• TASK INSTRUCTIONS: Please copy exactly the lines that run from the start of the entries to the line containing "database if the", inclusive.

• EXCERPTED DATA:
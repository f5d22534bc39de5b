//! Blob store: repositories and their uploaded files.
//!
//! A repository is written together with all of its files in one
//! transaction, so a failed save leaves the database untouched. There is
//! no update path; repositories are only ever created or deleted.

use anyhow::Result;
use sqlx::{Row, SqlitePool};
use uuid::Uuid;

use crate::error::ValidationError;
use crate::models::{FileMeta, NewFile, Repository, RepositorySummary, StoredFile};

/// Longest accepted repository name, in characters.
pub const MAX_NAME_CHARS: usize = 100;

/// Trim a user-typed name and cut it to [`MAX_NAME_CHARS`] characters, the
/// way the upload form does before saving.
pub fn normalize_name(raw: &str) -> String {
    raw.trim().chars().take(MAX_NAME_CHARS).collect()
}

fn validate(name: &str, files: &[NewFile]) -> Result<(), ValidationError> {
    let trimmed = name.trim();
    if trimmed.is_empty() {
        return Err(ValidationError::EmptyName);
    }
    let len = trimmed.chars().count();
    if len > MAX_NAME_CHARS {
        return Err(ValidationError::NameTooLong {
            len,
            max: MAX_NAME_CHARS,
        });
    }
    if files.is_empty() {
        return Err(ValidationError::NoFiles);
    }
    Ok(())
}

#[derive(Clone)]
pub struct BlobStore {
    pool: SqlitePool,
}

impl BlobStore {
    pub fn new(pool: SqlitePool) -> Self {
        Self { pool }
    }

    pub fn pool(&self) -> &SqlitePool {
        &self.pool
    }

    /// Create a repository holding `files`.
    ///
    /// Fails with a [`ValidationError`] before touching the database if the
    /// trimmed name is empty or too long, or if `files` is empty.
    pub async fn save(&self, name: &str, files: &[NewFile]) -> Result<Repository> {
        validate(name, files)?;

        let now = chrono::Utc::now().timestamp();
        let repo = Repository {
            id: Uuid::new_v4().to_string(),
            name: name.trim().to_string(),
            created_at: now,
            updated_at: now,
        };

        let mut tx = self.pool.begin().await?;
        sqlx::query(
            "INSERT INTO repository (repository_id, name, created_at, updated_at) VALUES (?, ?, ?, ?)",
        )
        .bind(&repo.id)
        .bind(&repo.name)
        .bind(repo.created_at)
        .bind(repo.updated_at)
        .execute(&mut *tx)
        .await?;

        for file in files {
            sqlx::query(
                "INSERT INTO files (repository_id, file_name, mime_type, size, data) VALUES (?, ?, ?, ?, ?)",
            )
            .bind(&repo.id)
            .bind(&file.name)
            .bind(&file.mime_type)
            .bind(file.content.len() as i64)
            .bind(&file.content)
            .execute(&mut *tx)
            .await?;
        }
        tx.commit().await?;

        tracing::info!(repository_id = %repo.id, name = %repo.name, files = files.len(), "repository saved");
        Ok(repo)
    }

    /// All repositories, newest first, with their file names joined by `", "`.
    pub async fn list(&self) -> Result<Vec<RepositorySummary>> {
        let rows = sqlx::query(
            r#"
            SELECT r.repository_id, r.name, r.created_at,
                   COUNT(f.file_id) AS file_count,
                   COALESCE(group_concat(f.file_name, ', '), '') AS file_names
            FROM repository r
            LEFT JOIN (SELECT file_id, repository_id, file_name FROM files ORDER BY file_name ASC) f
                ON f.repository_id = r.repository_id
            GROUP BY r.repository_id
            ORDER BY r.created_at DESC, r.rowid DESC
            "#,
        )
        .fetch_all(&self.pool)
        .await?;

        Ok(rows
            .iter()
            .map(|row| RepositorySummary {
                id: row.get("repository_id"),
                name: row.get("name"),
                created_at: row.get("created_at"),
                file_count: row.get("file_count"),
                file_names: row.get("file_names"),
            })
            .collect())
    }

    pub async fn get(&self, repository_id: &str) -> Result<Option<Repository>> {
        let row = sqlx::query(
            "SELECT repository_id, name, created_at, updated_at FROM repository WHERE repository_id = ?",
        )
        .bind(repository_id)
        .fetch_optional(&self.pool)
        .await?;

        Ok(row.map(|row| Repository {
            id: row.get("repository_id"),
            name: row.get("name"),
            created_at: row.get("created_at"),
            updated_at: row.get("updated_at"),
        }))
    }

    /// File metadata of one repository, ordered by name.
    pub async fn list_files(&self, repository_id: &str) -> Result<Vec<FileMeta>> {
        let rows = sqlx::query(
            r#"
            SELECT file_id, repository_id, file_name, mime_type, size
            FROM files
            WHERE repository_id = ?
            ORDER BY file_name ASC, file_id ASC
            "#,
        )
        .bind(repository_id)
        .fetch_all(&self.pool)
        .await?;

        Ok(rows.iter().map(file_meta).collect())
    }

    pub async fn get_file(&self, file_id: i64) -> Result<Option<StoredFile>> {
        let row = sqlx::query(
            "SELECT file_id, repository_id, file_name, mime_type, size, data FROM files WHERE file_id = ?",
        )
        .bind(file_id)
        .fetch_optional(&self.pool)
        .await?;

        Ok(row.map(|row| StoredFile {
            meta: file_meta(&row),
            content: row.get("data"),
        }))
    }

    /// Delete a repository and all of its files. Returns `false` if no such
    /// repository existed.
    pub async fn delete(&self, repository_id: &str) -> Result<bool> {
        let mut tx = self.pool.begin().await?;
        let files = sqlx::query("DELETE FROM files WHERE repository_id = ?")
            .bind(repository_id)
            .execute(&mut *tx)
            .await?
            .rows_affected();
        let repos = sqlx::query("DELETE FROM repository WHERE repository_id = ?")
            .bind(repository_id)
            .execute(&mut *tx)
            .await?
            .rows_affected();
        tx.commit().await?;

        if repos > 0 {
            tracing::info!(repository_id, files, "repository deleted");
        }
        Ok(repos > 0)
    }
}

fn file_meta(row: &sqlx::sqlite::SqliteRow) -> FileMeta {
    FileMeta {
        id: row.get("file_id"),
        repository_id: row.get("repository_id"),
        name: row.get("file_name"),
        mime_type: row.get("mime_type"),
        size: row.get("size"),
    }
}

#[cfg(test)]
mod tests {
    use super::*;
    use crate::db;
    use crate::migrate::migrate;
    use tempfile::TempDir;

    async fn store() -> (TempDir, BlobStore) {
        let tmp = TempDir::new().unwrap();
        let pool = db::open(&tmp.path().join("app.sqlite")).await.unwrap();
        migrate(&pool).await.unwrap();
        (tmp, BlobStore::new(pool))
    }

    fn file(name: &str, body: &str) -> NewFile {
        NewFile {
            name: name.to_string(),
            mime_type: "text/plain".to_string(),
            content: body.as_bytes().to_vec(),
        }
    }

    async fn row_counts(store: &BlobStore) -> (i64, i64) {
        let repos: i64 = sqlx::query_scalar("SELECT COUNT(*) FROM repository")
            .fetch_one(store.pool())
            .await
            .unwrap();
        let files: i64 = sqlx::query_scalar("SELECT COUNT(*) FROM files")
            .fetch_one(store.pool())
            .await
            .unwrap();
        (repos, files)
    }

    #[test]
    fn test_normalize_name() {
        assert_eq!(normalize_name("  TenderA  "), "TenderA");
        assert_eq!(normalize_name(&"é".repeat(150)).chars().count(), 100);
    }

    #[tokio::test]
    async fn test_save_and_list_roundtrip() {
        let (_tmp, store) = store().await;
        let repo = store
            .save(
                "TenderA",
                &[file("b.txt", "second"), file("a.txt", "first file")],
            )
            .await
            .unwrap();

        let listed = store.list().await.unwrap();
        assert_eq!(listed.len(), 1);
        assert_eq!(listed[0].id, repo.id);
        assert_eq!(listed[0].file_count, 2);
        assert_eq!(listed[0].file_names, "a.txt, b.txt");

        let files = store.list_files(&repo.id).await.unwrap();
        assert_eq!(files.len(), 2);
        assert_eq!(files[0].name, "a.txt");
        assert_eq!(files[0].size, 10);
        assert_eq!(files[1].size, 6);

        let stored = store.get_file(files[0].id).await.unwrap().unwrap();
        assert_eq!(stored.content, b"first file");
    }

    #[tokio::test]
    async fn test_invalid_saves_leave_storage_unchanged() {
        let (_tmp, store) = store().await;
        store.save("Existing", &[file("a.txt", "x")]).await.unwrap();

        let long = "n".repeat(101);
        let cases: Vec<(&str, Vec<NewFile>, ValidationError)> = vec![
            ("   ", vec![file("a.txt", "x")], ValidationError::EmptyName),
            (
                long.as_str(),
                vec![file("a.txt", "x")],
                ValidationError::NameTooLong { len: 101, max: 100 },
            ),
            ("NoFiles", vec![], ValidationError::NoFiles),
        ];
        for (name, files, expected) in cases {
            let err = store.save(name, &files).await.unwrap_err();
            assert_eq!(err.downcast_ref::<ValidationError>(), Some(&expected));
            assert_eq!(row_counts(&store).await, (1, 1));
        }
    }

    #[tokio::test]
    async fn test_list_newest_first() {
        let (_tmp, store) = store().await;
        let first = store.save("First", &[file("a.txt", "x")]).await.unwrap();
        let second = store.save("Second", &[file("a.txt", "x")]).await.unwrap();
        let listed = store.list().await.unwrap();
        assert_eq!(listed[0].id, second.id);
        assert_eq!(listed[1].id, first.id);
    }

    #[tokio::test]
    async fn test_delete_cascades() {
        let (_tmp, store) = store().await;
        let keep = store.save("Keep", &[file("k.txt", "k")]).await.unwrap();
        let gone = store
            .save("Gone", &[file("a.txt", "a"), file("b.txt", "b")])
            .await
            .unwrap();

        assert!(store.delete(&gone.id).await.unwrap());
        assert!(store.get(&gone.id).await.unwrap().is_none());
        assert!(store.list_files(&gone.id).await.unwrap().is_empty());
        assert_eq!(row_counts(&store).await, (1, 1));
        assert!(store.get(&keep.id).await.unwrap().is_some());

        assert!(!store.delete(&gone.id).await.unwrap());
    }

    #[tokio::test]
    async fn test_foreign_key_cascade_on_raw_delete() {
        let (_tmp, store) = store().await;
        let repo = store.save("Raw", &[file("a.txt", "a")]).await.unwrap();
        sqlx::query("DELETE FROM repository WHERE repository_id = ?")
            .bind(&repo.id)
            .execute(store.pool())
            .await
            .unwrap();
        assert_eq!(row_counts(&store).await, (0, 0));
    }
}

• TASK OUTPUT:
repository f5d22534bc39de5b
//! Blob store: repositories and their uploaded files.
//!
//! A repository is written together with all of its files in one
//! transaction, so a failed save leaves the database untouched. There is
//! no update path; repositories are only ever created or deleted.

use anyhow::Result;
use sqlx::{Row, SqlitePool};
use uuid::Uuid;

use crate::error::ValidationError;
use crate::models::{FileMeta, NewFile, Repository, RepositorySummary, StoredFile};

/// Longest accepted repository name, in characters.
pub const MAX_NAME_CHARS: usize = 100;

/// Trim a user-typed name and cut it to [`MAX_NAME_CHARS`] characters, the
/// way the upload form does before saving.
pub fn normalize_name(raw: &str) -> String {
    raw.trim().chars().take(MAX_NAME_CHARS).collect()
}

fn validate(name: &str, files: &[NewFile]) -> Result<(), ValidationError> {
    let trimmed = name.trim();
    if trimmed.is_empty() {
        return Err(ValidationError::EmptyName);
    }
    let len = trimmed.chars().count();
    if len > MAX_NAME_CHARS {
        return Err(ValidationError::NameTooLong {
            len,
            max: MAX_NAME_CHARS,
        });
    }
    if files.is_empty() {
        return Err(ValidationError::NoFiles);
    }
    Ok(())
}

#[derive(Clone)]
pub struct BlobStore {
    pool: SqlitePool,
}

impl BlobStore {
    pub fn new(pool: SqlitePool) -> Self {
        Self { pool }
    }

    pub fn pool(&self) -> &SqlitePool {
        &self.pool
    }

    /// Create a repository holding `files`.
    ///
    /// Fails with a [`ValidationError`] before touching the database if the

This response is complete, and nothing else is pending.